Fixed! .......................


----------



## Autocrat (Nov 14, 2014)

violadude said:


> Thanks. That would be helpful. I'll probably take you up on that offer. It's relatively difficult to find very accurate information about this time period outside of high academia. Apparently, the information is fairly dubious until you reach graduate degree level or higher!


It's still dubious in the ivory towers, but with longer words.

And...

Result
Your score is 94%

You've completed the exam. You scored 15.00 out of 16.00 points.
Passed


----------



## Hmmbug (Jun 16, 2014)

9/16. Passed. I was going good until I missed the last three.

I still feel a little disappointed I didn't no some of those but - next time!
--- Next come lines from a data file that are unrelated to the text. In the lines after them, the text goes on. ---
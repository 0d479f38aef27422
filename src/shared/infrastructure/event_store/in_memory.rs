use crate::shared::infrastructure::event_store::{EventStore, EventStoreError, LoadedStream};
use std::collections::HashMap;
use std::sync::atomic::{AtomicU64, Ordering};
use std::time::Duration;
use tokio::sync::RwLock;

pub struct InMemoryEventStore<Event: Clone + Send + Sync + 'static> {
    inner: RwLock<HashMap<String, Vec<Event>>>,
    offline: bool,
    delay_append_ms: AtomicU64,
}

impl<Event: Clone + Send + Sync + 'static> Default for InMemoryEventStore<Event> {
    fn default() -> Self {
        Self::new()
    }
}

impl<Event: Clone + Send + Sync + 'static> InMemoryEventStore<Event> {
    pub fn new() -> Self {
        Self {
            inner: RwLock::new(HashMap::new()),
            offline: false,
            delay_append_ms: AtomicU64::new(0),
        }
    }

    pub fn toggle_offline(&mut self) {
        self.offline = !self.offline;
    }

    pub fn set_delay_append_ms(&self, ms: u64) {
        self.delay_append_ms.store(ms, Ordering::SeqCst);
    }
}

#[async_trait::async_trait]
impl<Event> EventStore<Event> for InMemoryEventStore<Event>
where
    Event: Clone + Send + Sync + 'static,
{
    async fn load(&self, stream_id: &str) -> Result<LoadedStream<Event>, EventStoreError> {
        if self.offline {
            return Err(EventStoreError::Backend("Event store offline".into()));
        }
        let guard = self.inner.read().await;
        let events = guard.get(stream_id).cloned().unwrap_or_default();
        let version = events.len() as i64;
        Ok(LoadedStream { events, version })
    }

    async fn append(
        &self,
        stream_id: &str,
        expected_version: i64,
        new_events: &[Event],
    ) -> Result<(), EventStoreError> {
        if self.offline {
            return Err(EventStoreError::Backend("Event store offline".into()));
        }
        let delay = self.delay_append_ms.load(Ordering::SeqCst);
        if delay > 0 {
            tokio::time::sleep(Duration::from_millis(delay)).await;
        }
        let mut guard = self.inner.write().await;
        let entry = guard.entry(stream_id.to_string()).or_default();
        let actual = entry.len() as i64;
        if actual != expected_version {
            return Err(EventStoreError::VersionMismatch {
                expected: expected_version,
                actual,
            });
        }
        entry.extend_from_slice(new_events);
        Ok(())
    }
}
impl CreateOrderCommand {
    /// A minimal command for the given instrument, used by tests and the
    /// DTO layer as a starting point.
    #[must_use]
    pub fn new(symbol: Symbol, side: OrderSide, order_type: OrderType, quantity: Quantity) -> Self {
        Self {
            symbol,
            side,
            order_type,
            quantity,
            time_in_force: TimeInForce::default(),
            expire_time: None,
            priority: OrderPriority::default(),
            source: OrderSource::default(),
            account_id: None,
            strategy_id: None,
            backtest_id: None,
            parent_order_id: None,
            max_position_size: None,
            tags: BTreeSet::new(),
            notes: String::new(),
        }
    }

    /// Validate static shape constraints before any side effect.
    ///
    /// # Errors
    ///
    /// Returns `InvalidOrderSpec` naming the offending field.
    pub fn validate(&self) -> Result<(), OrderError> {
        self.symbol
            .validate()
            .map_err(|e| OrderError::InvalidOrderSpec {
                field: "symbol".to_string(),
                message: e.to_string(),
            })?;

        self.quantity
            .validate_for_order()
            .map_err(|e| OrderError::InvalidOrderSpec {
                field: "quantity".to_string(),
                message: e.to_string(),
            })?;

        validate_order_type(&self.order_type, self.quantity)?;

        if self.time_in_force.requires_expire_time() {
            match self.expire_time {
                None => {
                    return Err(OrderError::InvalidOrderSpec {
                        field: "expire_time".to_string(),
                        message: "Expire time is required for GTD orders".to_string(),
                    });
                }
                Some(t) if t.is_past() => {
                    return Err(OrderError::InvalidOrderSpec {
                        field: "expire_time".to_string(),
                        message: "Expire time must be in the future".to_string(),
                    });
                }
                Some(_) => {}
            }
        } else if self.expire_time.is_some() {
            return Err(OrderError::InvalidOrderSpec {
                field: "expire_time".to_string(),
                message: "Expire time is only valid for GTD orders".to_string(),
            });
        }

        Ok(())
    }
}

/// Validate an order type's parameters against the order quantity.
fn validate_order_type(order_type: &OrderType, quantity: Quantity) -> Result<(), OrderError> {
    if let Some(price) = order_type.limit_price() {
        price
            .validate_as_price()
            .map_err(|e| OrderError::InvalidOrderSpec {
                field: "price".to_string(),
                message: e.to_string(),
            })?;
    }

    if let Some(stop_price) = order_type.stop_price() {
        stop_price
            .validate_as_price()
            .map_err(|e| OrderError::InvalidOrderSpec {
                field: "stop_price".to_string(),
                message: e.to_string(),
            })?;
    }

    match order_type {
        OrderType::Iceberg {
            display_quantity, ..
        } => {
            if !display_quantity.is_positive() {
                return Err(OrderError::InvalidOrderSpec {
                    field: "iceberg_quantity".to_string(),
                    message: "Iceberg display quantity must be positive".to_string(),
                });
            }
            if *display_quantity >= quantity {
                return Err(OrderError::InvalidOrderSpec {
                    field: "iceberg_quantity".to_string(),
                    message: "Iceberg display quantity must be below the order quantity"
                        .to_string(),
                });
            }
        }
        OrderType::TrailingStop { trail, .. } => match trail {
            TrailOffset::Amount(amount) => {
                amount
                    .validate_as_price()
                    .map_err(|e| OrderError::InvalidOrderSpec {
                        field: "trailing_amount".to_string(),
                        message: e.to_string(),
                    })?;
            }
            TrailOffset::Percent(pct) => {
                if *pct <= Decimal::ZERO || *pct > Decimal::ONE_HUNDRED {
                    return Err(OrderError::InvalidOrderSpec {
                        field: "trailing_percent".to_string(),
                        message: "Trailing percent must be within (0, 100]".to_string(),
                    });
                }
            }
        },
        _ => {}
    }

    Ok(())
}

/// Partial update for an active order.
#[derive(Debug, Clone, Default)]
pub struct OrderPatch {
    /// New total quantity.
    pub quantity: Option<Quantity>,
    /// New limit price (only for types that carry one).
    pub price: Option<Money>,
    /// New stop price (only for types that carry one).
    pub stop_price: Option<Money>,
    /// New time in force.
    pub time_in_force: Option<TimeInForce>,
    /// New routing priority.
    pub priority: Option<OrderPriority>,
    /// New expiry (GTD only).
    pub expire_time: Option<Timestamp>,
    /// Replacement tag set.
    pub tags: Option<BTreeSet<String>>,
    /// Replacement notes.
    pub notes: Option<String>,
}

/// Order aggregate root.
#[derive(Debug, Clone, PartialEq, Eq, Serialize, Deserialize)]
pub struct Order {
    id: OrderId,
    uuid: Uuid,
    venue_order_id: Option<VenueOrderId>,
    symbol: Symbol,
    side: OrderSide,
    order_type: OrderType,
    quantity: Quantity,
    fill_state: FillState,
    time_in_force: TimeInForce,
    expire_time: Option<Timestamp>,
    priority: OrderPriority,
    source: OrderSource,
    account_id: Option<AccountId>,
    strategy_id: Option<StrategyId>,
    backtest_id: Option<BacktestId>,
    parent_order_id: Option<OrderId>,
    max_position_size: Option<Quantity>,
    status: OrderStatus,
    risk_check_passed: bool,
    risk_check_message: String,
    tags: BTreeSet<String>,
    notes: String,
    created_at: Timestamp,
    updated_at: Timestamp,
    submitted_at: Option<Timestamp>,
    accepted_at: Option<Timestamp>,
    filled_at: Option<Timestamp>,
    cancelled_at: Option<Timestamp>,
}
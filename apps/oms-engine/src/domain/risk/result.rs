//! Risk check result types.

use serde::{Deserialize, Serialize};
use std::fmt;

/// Risk check codes.
#[derive(Debug, Clone, Copy, PartialEq, Eq, Hash, Serialize, Deserialize)]
#[serde(rename_all = "SCREAMING_SNAKE_CASE")]
pub enum RiskCode {
    /// Estimated order value exceeds available buying power.
    InsufficientFunds,
    /// Resulting position would exceed the configured limit.
    PositionLimitExceeded,
    /// Estimated order value exceeds the account-level per-order cap.
    OrderValueLimitExceeded,
    /// Limit price is outside the configured band around the reference price.
    PriceOutlier,
    /// An equivalent open order was submitted within the duplicate window.
    PossibleDuplicate,
    /// Iceberg display quantity is not below the order quantity.
    InvalidIcebergQuantity,
}

impl fmt::Display for RiskCode {
    fn fmt(&self, f: &mut fmt::Formatter<'_>) -> fmt::Result {
        match self {
            Self::InsufficientFunds => write!(f, "INSUFFICIENT_FUNDS"),
            Self::PositionLimitExceeded => write!(f, "POSITION_LIMIT_EXCEEDED"),
            Self::OrderValueLimitExceeded => write!(f, "ORDER_VALUE_LIMIT_EXCEEDED"),
            Self::PriceOutlier => write!(f, "PRICE_OUTLIER"),
            Self::PossibleDuplicate => write!(f, "POSSIBLE_DUPLICATE"),
            Self::InvalidIcebergQuantity => write!(f, "INVALID_ICEBERG_QUANTITY"),
        }
    }
}

/// A single finding from the risk validator.
#[derive(Debug, Clone, PartialEq, Eq, Serialize, Deserialize)]
pub struct RiskViolation {
    /// Check code.
    pub code: RiskCode,
    /// Human-readable message.
    pub message: String,
}

impl RiskViolation {
    /// Create a new violation.
    #[must_use]
    pub fn new(code: RiskCode, message: impl Into<String>) -> Self {
        Self {
            code,
            message: message.into(),
        }
    }
}

impl fmt::Display for RiskViolation {
    fn fmt(&self, f: &mut fmt::Formatter<'_>) -> fmt::Result {
        write!(f, "[{}] {}", self.code, self.message)
    }
}

/// Result of a pre-trade risk check.
///
/// Ephemeral: produced per validation call and never persisted on its own.
/// `passed` is true exactly when `errors` is empty.
#[derive(Debug, Clone, PartialEq, Eq, Serialize, Deserialize)]
pub struct RiskCheckResult {
    /// Whether every hard check passed.
    pub passed: bool,
    /// Hard failures that block submission, in check order.
    pub errors: Vec<RiskViolation>,
    /// Advisory findings that do not block submission, in check order.
    pub warnings: Vec<RiskViolation>,
    /// Advisory text attached when a check fails.
    pub suggestions: Vec<String>,
}

impl RiskCheckResult {
    /// A passing result with no findings.
    #[must_use]
    pub const fn pass() -> Self {
        Self {
            passed: true,
            errors: Vec::new(),
            warnings: Vec::new(),
            suggestions: Vec::new(),
        }
    }

    /// Append a hard error; the result no longer passes.
    pub fn add_error(&mut self, code: RiskCode, message: impl Into<String>) {
        self.passed = false;
        self.errors.push(RiskViolation::new(code, message));
    }

    /// Append a warning.
    pub fn add_warning(&mut self, code: RiskCode, message: impl Into<String>) {
        self.warnings.push(RiskViolation::new(code, message));
    }

    /// Append an advisory suggestion.
    pub fn add_suggestion(&mut self, suggestion: impl Into<String>) {
        self.suggestions.push(suggestion.into());
    }

    /// Returns true if an error with the given code is present.
    #[must_use]
    pub fn has_error(&self, code: RiskCode) -> bool {
        self.errors.iter().any(|v| v.code == code)
    }

    /// Returns true if a warning with the given code is present.
    #[must_use]
    pub fn has_warning(&self, code: RiskCode) -> bool {
        self.warnings.iter().any(|v| v.code == code)
    }

    /// One-line summary for logs and rejection messages.
    #[must_use]
    pub fn summary(&self) -> String {
        if self.passed {
            "risk check passed".to_string()
        } else {
            self.errors
                .iter()
                .map(ToString::to_string)
                .collect::<Vec<_>>()
                .join("; ")
        }
    }
}

impl Default for RiskCheckResult {
    fn default() -> Self {
        Self::pass()
    }
}
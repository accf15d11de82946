//! HTTP adapter: axum router, request/response types, error mapping.

mod controller;
mod request;
mod response;

pub use controller::{create_router, AppState};
pub use request::ListOrdersParams;
pub use response::{
    ApiError, ErrorBody, FillsResponse, HealthResponse, ListOrdersResponse, OrderCreatedResponse,
    OrderResponse,
};
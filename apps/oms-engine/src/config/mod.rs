//! Configuration loading and validation.
//!
//! YAML configuration with `${VAR}` / `${VAR:-default}` environment
//! variable interpolation. Every section has serde defaults so a missing
//! or partial file still yields a runnable engine.

mod observability;
mod reconciliation;
mod risk;
mod server;
mod venues;

use serde::{Deserialize, Serialize};
use thiserror::Error;

pub use observability::ObservabilityConfig;
pub use reconciliation::ReconciliationConfig;
pub use risk::{AccountConfig, RiskConfig};
pub use server::ServerConfig;
pub use venues::{MockVenueConfig, VenuesConfig};

/// Configuration errors.
#[derive(Debug, Error)]
pub enum ConfigError {
    /// Failed to read the configuration file.
    #[error("Failed to read config file '{path}': {source}")]
    ReadError {
        /// Path to the config file.
        path: String,
        /// The underlying IO error.
        source: std::io::Error,
    },

    /// Failed to parse the YAML.
    #[error("Failed to parse config YAML: {0}")]
    ParseError(#[from] serde_yaml_bw::Error),

    /// Configuration is structurally valid but semantically wrong.
    #[error("Config validation failed: {0}")]
    ValidationError(String),
}

/// Root configuration structure.
#[derive(Debug, Clone, Default, Serialize, Deserialize)]
pub struct Config {
    /// HTTP server.
    #[serde(default)]
    pub server: ServerConfig,
    /// Risk validator and demo account.
    #[serde(default)]
    pub risk: RiskConfig,
    /// Venue routing.
    #[serde(default)]
    pub venues: VenuesConfig,
    /// Reconciliation loop.
    #[serde(default)]
    pub reconciliation: ReconciliationConfig,
    /// Logging.
    #[serde(default)]
    pub observability: ObservabilityConfig,
}

/// Load configuration from a YAML file with env interpolation.
///
/// # Errors
///
/// Returns a `ConfigError` if the file cannot be read, parsed, or
/// validated.
pub fn load_config(path: Option<&str>) -> Result<Config, ConfigError> {
    let path = path.unwrap_or("config.yaml");

    let contents = std::fs::read_to_string(path).map_err(|e| ConfigError::ReadError {
        path: path.to_string(),
        source: e,
    })?;

    load_config_from_string(&contents)
}

/// Load configuration from a YAML string (useful for testing).
///
/// # Errors
///
/// Returns a `ConfigError` if the YAML cannot be parsed or validated.
pub fn load_config_from_string(yaml: &str) -> Result<Config, ConfigError> {
    let interpolated = interpolate_env_vars(yaml);
    let config: Config = serde_yaml_bw::from_str(&interpolated)?;
    validate_config(&config)?;
    Ok(config)
}

/// Replace `${VAR}` and `${VAR:-default}` with environment values.
///
/// Unset variables without a default interpolate to an empty string.
fn interpolate_env_vars(input: &str) -> String {
    let mut output = String::with_capacity(input.len());
    let mut rest = input;

    while let Some(start) = rest.find("${") {
        output.push_str(&rest[..start]);
        let after = &rest[start + 2..];
        let Some(end) = after.find('}') else {
            output.push_str(&rest[start..]);
            return output;
        };

        let expr = &after[..end];
        let (name, default) = match expr.split_once(":-") {
            Some((name, default)) => (name, Some(default)),
            None => (expr, None),
        };

        match std::env::var(name) {
            Ok(value) => output.push_str(&value),
            Err(_) => output.push_str(default.unwrap_or("")),
        }

        rest = &after[end + 1..];
    }

    output.push_str(rest);
    output
}

fn validate_config(config: &Config) -> Result<(), ConfigError> {
    if config.server.http_port == 0 {
        return Err(ConfigError::ValidationError(
            "server.http_port must be non-zero".to_string(),
        ));
    }
    if config.risk.price_band_pct <= 0.0 || config.risk.price_band_pct > 1.0 {
        return Err(ConfigError::ValidationError(
            "risk.price_band_pct must be within (0, 1]".to_string(),
        ));
    }
    if config.venues.venue_timeout_secs == 0 {
        return Err(ConfigError::ValidationError(
            "venues.venue_timeout_secs must be at least 1".to_string(),
        ));
    }
    if config.reconciliation.interval_secs == 0 {
        return Err(ConfigError::ValidationError(
            "reconciliation.interval_secs must be at least 1".to_string(),
        ));
    }
    Ok(())
}
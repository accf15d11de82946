//! Pre-trade risk validation.
//!
//! `RiskValidator::check` is a pure function over the proposed order and a
//! read-only account context; persisting the result alongside the order is
//! the caller's business.

use rust_decimal::Decimal;

use super::account_context::AccountContext;
use super::result::{RiskCheckResult, RiskCode};
use crate::domain::orders::aggregate::Order;
use crate::domain::orders::value_objects::OrderType;
use crate::domain::shared::{Money, Quantity};

/// Tunable limits for the risk validator.
#[derive(Debug, Clone)]
pub struct RiskLimits {
    /// Allowed deviation of a limit price from the reference price,
    /// as a fraction (0.20 = +/-20%).
    pub price_band: Decimal,
    /// Window within which an equivalent order counts as a duplicate.
    pub duplicate_window_secs: i64,
}

impl Default for RiskLimits {
    fn default() -> Self {
        Self {
            price_band: Decimal::new(20, 2), // 0.20
            duplicate_window_secs: 30,
        }
    }
}

/// Validates proposed orders against account state.
#[derive(Debug, Clone, Default)]
pub struct RiskValidator {
    limits: RiskLimits,
}

impl RiskValidator {
    /// Create a validator with the given limits.
    #[must_use]
    pub const fn new(limits: RiskLimits) -> Self {
        Self { limits }
    }

    /// Run all checks in order, collecting errors and warnings.
    ///
    /// Hard failures do not stop later checks from contributing warnings;
    /// `passed` reflects the absence of errors only.
    #[must_use]
    pub fn check(&self, order: &Order, ctx: &AccountContext) -> RiskCheckResult {
        let mut result = RiskCheckResult::pass();

        let estimate_price = order
            .order_type()
            .limit_price()
            .or_else(|| ctx.reference_price(order.symbol()));

        // 1. Buying power
        if let Some(price) = estimate_price {
            let estimated_value = Money::new(price.amount() * order.quantity().amount());
            if estimated_value > ctx.buying_power {
                result.add_error(
                    RiskCode::InsufficientFunds,
                    format!(
                        "Estimated order value {estimated_value} exceeds buying power {}",
                        ctx.buying_power
                    ),
                );
                if price.is_positive() {
                    let affordable = (ctx.buying_power.amount() / price.amount()).floor();
                    if affordable > Decimal::ZERO {
                        result.add_suggestion(format!(
                            "Reduce quantity to {affordable} to stay within buying power"
                        ));
                    }
                }
            }

            // Account-level per-order value cap
            if let Some(max_value) = ctx.max_order_value {
                if estimated_value > max_value {
                    result.add_error(
                        RiskCode::OrderValueLimitExceeded,
                        format!(
                            "Estimated order value {estimated_value} exceeds per-order cap {max_value}"
                        ),
                    );
                }
            }
        }

        // 2. Position limit
        let current = ctx.position(order.symbol());
        let signed_qty = Decimal::from(order.side().position_sign()) * order.quantity().amount();
        let resulting = Quantity::new(current.amount() + signed_qty);
        let limit = order
            .max_position_size()
            .into_iter()
            .chain(ctx.position_limit(order.symbol()))
            .min();
        if let Some(limit) = limit {
            if resulting.abs() > limit {
                result.add_error(
                    RiskCode::PositionLimitExceeded,
                    format!(
                        "Resulting position {} exceeds limit {limit} for {}",
                        resulting,
                        order.symbol()
                    ),
                );
                let headroom = (limit.amount() - current.amount().abs()).max(Decimal::ZERO);
                result.add_suggestion(format!(
                    "Reduce quantity to {headroom} to stay within the position limit"
                ));
            }
        }

        // 3. Price sanity for firm limit prices
        if order.order_type().has_firm_limit_price() {
            if let (Some(price), Some(reference)) = (
                order.order_type().limit_price(),
                ctx.reference_price(order.symbol()),
            ) {
                if reference.is_positive() {
                    let deviation =
                        ((price.amount() - reference.amount()) / reference.amount()).abs();
                    if deviation > self.limits.price_band {
                        result.add_warning(
                            RiskCode::PriceOutlier,
                            format!(
                                "Limit price {price} deviates {:.1}% from reference {reference}",
                                deviation * Decimal::ONE_HUNDRED
                            ),
                        );
                    }
                }
            }
        }

        // 4. Duplicate heuristic
        let window = self.limits.duplicate_window_secs;
        let duplicate = ctx.recent_orders.iter().any(|recent| {
            recent.symbol == *order.symbol()
                && recent.side == order.side()
                && recent.quantity == order.quantity()
                && recent.price == order.order_type().limit_price()
                && order.created_at().seconds_since(recent.created_at).abs() <= window
        });
        if duplicate {
            result.add_warning(
                RiskCode::PossibleDuplicate,
                format!(
                    "An equivalent open order for {} was submitted within {window}s",
                    order.symbol()
                ),
            );
        }

        // 5. Type-specific re-validation (already enforced at creation)
        if let OrderType::Iceberg {
            display_quantity, ..
        } = order.order_type()
        {
            if *display_quantity >= order.quantity() {
                result.add_error(
                    RiskCode::InvalidIcebergQuantity,
                    format!(
                        "Iceberg display quantity {display_quantity} must be below order quantity {}",
                        order.quantity()
                    ),
                );
            }
        }

        result
    }
}
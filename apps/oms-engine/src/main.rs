//! OMS Engine Binary
//!
//! Starts the order management engine with the configured venue
//! connectors and the HTTP API.
//!
//! # Usage
//!
//! ```bash
//! cargo run --bin oms-engine
//! ```
//!
//! # Environment Variables
//!
//! - `OMS_CONFIG`: Path to the YAML config file (default: config.yaml;
//!   missing file falls back to built-in defaults)
//! - `RUST_LOG`: Log filter (overrides `observability.log_level`)

use std::collections::HashMap;
use std::net::SocketAddr;
use std::sync::Arc;
use std::time::Duration;

use anyhow::Context;
use tokio::net::TcpListener;
use tokio::signal;

use oms_engine::config::{load_config, Config, MockVenueConfig};
use oms_engine::execution::recorder::FillRecorder;
use oms_engine::execution::router::{ExecutionRouter, VenueRegistry};
use oms_engine::execution::service::{ExecutionService, ServiceConfig};
use oms_engine::execution::store::OrderStore;
use oms_engine::observability::init_tracing;
use oms_engine::{
    AccountContext, AccountId, AppState, MockFillMode, MockVenueConnector, Money, Quantity,
    RiskLimits, RiskValidator, StaticAccountData, Symbol,
};
use rust_decimal::Decimal;

#[tokio::main]
async fn main() -> anyhow::Result<()> {
    let config = resolve_config();
    init_tracing(&config.observability.log_level);

    tracing::info!(
        http_port = config.server.http_port,
        default_venue = %config.venues.default_venue,
        "Starting OMS engine"
    );

    let service = build_service(&config);
    service.start().await;

    let state = AppState {
        service: Arc::clone(&service),
        version: env!("CARGO_PKG_VERSION").to_string(),
    };
    let router = oms_engine::create_router(state);

    let addr: SocketAddr = format!("{}:{}", config.server.bind_address, config.server.http_port)
        .parse()
        .context("invalid server bind address")?;
    let listener = TcpListener::bind(addr)
        .await
        .with_context(|| format!("failed to bind {addr}"))?;

    tracing::info!(%addr, "HTTP API listening");

    axum::serve(listener, router)
        .with_graceful_shutdown(shutdown_signal())
        .await
        .context("HTTP server failed")?;

    service.stop().await;
    tracing::info!("OMS engine shut down");

    Ok(())
}

/// Load the config file, falling back to defaults when it is absent.
fn resolve_config() -> Config {
    let path = std::env::var("OMS_CONFIG").unwrap_or_else(|_| "config.yaml".to_string());
    match load_config(Some(&path)) {
        Ok(config) => config,
        Err(e) => {
            eprintln!("Config '{path}' not usable ({e}); using built-in defaults");
            Config::default()
        }
    }
}

/// Wire the engine from configuration.
fn build_service(config: &Config) -> Arc<ExecutionService> {
    let store = Arc::new(OrderStore::new());
    let recorder = Arc::new(FillRecorder::new(Arc::clone(&store)));

    let validator = RiskValidator::new(RiskLimits {
        price_band: Decimal::try_from(config.risk.price_band_pct)
            .unwrap_or_else(|_| Decimal::new(20, 2)),
        duplicate_window_secs: config.risk.duplicate_window_secs,
    });

    let accounts = Arc::new(StaticAccountData::new(account_context(config)));

    let mut registry = VenueRegistry::new();
    registry.register(Arc::new(build_mock_venue(&config.venues.mock)));
    registry.set_default_venue(config.venues.default_venue.clone());
    for (symbol, venue) in &config.venues.routes {
        registry.add_route(Symbol::new(symbol.clone()), venue.clone());
    }
    let venues = Arc::new(registry);

    let router = Arc::new(ExecutionRouter::new(
        Arc::clone(&store),
        Arc::clone(&recorder),
        validator,
        accounts,
        Arc::clone(&venues),
        Duration::from_secs(config.venues.venue_timeout_secs),
        config.risk.duplicate_window_secs,
    ));

    Arc::new(ExecutionService::new(
        store,
        router,
        recorder,
        venues,
        ServiceConfig {
            reconcile_enabled: config.reconciliation.enabled,
            reconcile_interval: Duration::from_secs(config.reconciliation.interval_secs),
            report_queue_capacity: 1024,
        },
    ))
}

fn account_context(config: &Config) -> AccountContext {
    let account = &config.risk.account;
    let mut ctx = AccountContext::with_buying_power(Money::from_f64(account.buying_power));
    ctx.max_order_value = account.max_order_value.map(Money::from_f64);
    ctx.position_limits = decimal_map(&account.position_limits)
        .into_iter()
        .map(|(symbol, value)| (symbol, Quantity::new(value)))
        .collect();
    ctx.reference_prices = decimal_map(&account.reference_prices)
        .into_iter()
        .map(|(symbol, value)| (symbol, Money::new(value)))
        .collect();
    ctx
}

fn decimal_map(values: &HashMap<String, f64>) -> Vec<(Symbol, Decimal)> {
    values
        .iter()
        .filter_map(|(symbol, value)| {
            Decimal::try_from(*value)
                .ok()
                .map(|d| (Symbol::new(symbol.clone()), d))
        })
        .collect()
}

fn build_mock_venue(config: &MockVenueConfig) -> MockVenueConnector {
    let fill_mode = match config.fill_mode.as_str() {
        "sliced" => MockFillMode::Sliced(config.slices),
        "resting" => MockFillMode::Resting,
        _ => MockFillMode::Immediate,
    };

    MockVenueConnector::new("mock", AccountId::new(config.account_id.clone()))
        .with_fill_mode(fill_mode)
        .with_mark_price(Money::from_f64(config.mark_price))
}

async fn shutdown_signal() {
    if let Err(e) = signal::ctrl_c().await {
        tracing::error!(error = %e, "Failed to listen for shutdown signal");
    }
    tracing::info!("Shutdown signal received");
}
//! Order provenance.

use serde::{Deserialize, Serialize};
use std::fmt;

/// Where an order originated.
#[derive(Debug, Clone, Copy, PartialEq, Eq, Hash, Serialize, Deserialize)]
#[serde(rename_all = "SCREAMING_SNAKE_CASE")]
pub enum OrderSource {
    /// Entered manually by a trader.
    Manual,
    /// Emitted by a strategy.
    Strategy,
    /// Emitted by an execution algorithm (e.g. a parent slicer).
    Algorithm,
}

impl Default for OrderSource {
    fn default() -> Self {
        Self::Manual
    }
}

impl fmt::Display for OrderSource {
    fn fmt(&self, f: &mut fmt::Formatter<'_>) -> fmt::Result {
        match self {
            Self::Manual => write!(f, "MANUAL"),
            Self::Strategy => write!(f, "STRATEGY"),
            Self::Algorithm => write!(f, "ALGORITHM"),
        }
    }
}
//! Order side (buy/sell).

use serde::{Deserialize, Serialize};
use std::fmt;

/// Which side of the market an order takes.
#[derive(Debug, Clone, Copy, PartialEq, Eq, Hash, Serialize, Deserialize)]
#[serde(rename_all = "SCREAMING_SNAKE_CASE")]
pub enum OrderSide {
    /// Buy side.
    Buy,
    /// Sell side.
    Sell,
}

impl OrderSide {
    /// Sign applied to position deltas: +1 for buys, -1 for sells.
    #[must_use]
    pub const fn position_sign(&self) -> i64 {
        match self {
            Self::Buy => 1,
            Self::Sell => -1,
        }
    }
}

impl fmt::Display for OrderSide {
    fn fmt(&self, f: &mut fmt::Formatter<'_>) -> fmt::Result {
        match self {
            Self::Buy => write!(f, "BUY"),
            Self::Sell => write!(f, "SELL"),
        }
    }
}
//! Venue connector implementations.

mod mock;

pub use mock::{MockFillMode, MockVenueConnector};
This could be a fun series.


----------



## pjang23 (Oct 8, 2009)

9/16 with one lucky guess


----------



## tdc (Jan 17, 2011)

10/16 
63%

Not bad since I haven't done much studying of music in this era.


----------



## OldFashionedGirl (Jul 21, 2013)

44%
I need to learn more about medieval music.


----------



## Nereffid (Feb 6, 2013)

81% - 13 out of 16. I should have got at least 2 of the others right but my memory failed at crucial moments!


----------



## Weston (Jul 11, 2008)

50% which is about what one would expect from totally wild guesses. 

Actually no - that's not right. If most of the answer are multiple choices of four, I should get about 25%. Feeling smarter already!


----------



## Casebearer (Jan 19, 2016)

Only 5 out of 16 which illustrates perfectly I was guessing my way through the exam. 
I love exams you don't have to prepare for.


----------



## Woodduck (Mar 17, 2014)

11 out of 16, 69%.

I'm glad Guido D'Arezzo was responsible for something. I haven't thought of him for almost 50 years. Why do I envision a hand with raised fingers at the mention of his name?


----------



## violadude (May 2, 2011)

Woodduck said:


> 11 out of 16, 69%.
> 
> I'm glad Guido D'Arezzo was responsible for something. I haven't thought of him for almost 50 years. Why do I envision a hand with raised fingers at the mention of his name?


I do believe he used the hand in his teaching techniques to help kids learn to read music...or sing solfege...one of those two, but I definitely know which image you're talking about. It's a famous one.


----------



## Balthazar (Aug 30, 2014)

7 out of 16


----------



## premont (May 7, 2015)

I was missing this. My score 81%.


----------



## Guest (Jun 17, 2016)

Mine was 45%. I knew next to nothing.


----------



## ProudSquire (Nov 30, 2011)

Scored a measly 38% lol

Definitely need to brush up on my music history.


----------



## Norse (May 10, 2010)

Your score is 69%

You've completed the exam. You scored 11.00 out of 16.00 points.
Passed

The Renaissance one was easier.


----------



## regenmusic (Oct 23, 2014)

I love Medieval music, but it really needs a Steve Jobs type to make people Medieval Music evangelists.....it's hard to get a grasp of it and seems like it should be more of a modern study. It is great music. The Medieval Music group on here is a good place to start perhaps. Two things Medieval music needs to overcome are the perception it's just monophonic Chanting or Celtic twee.


----------



## MagneticGhost (Apr 7, 2013)

Your score is 88%

You've completed the exam. You scored 14.00 out of 16.00 points.
Passed


----------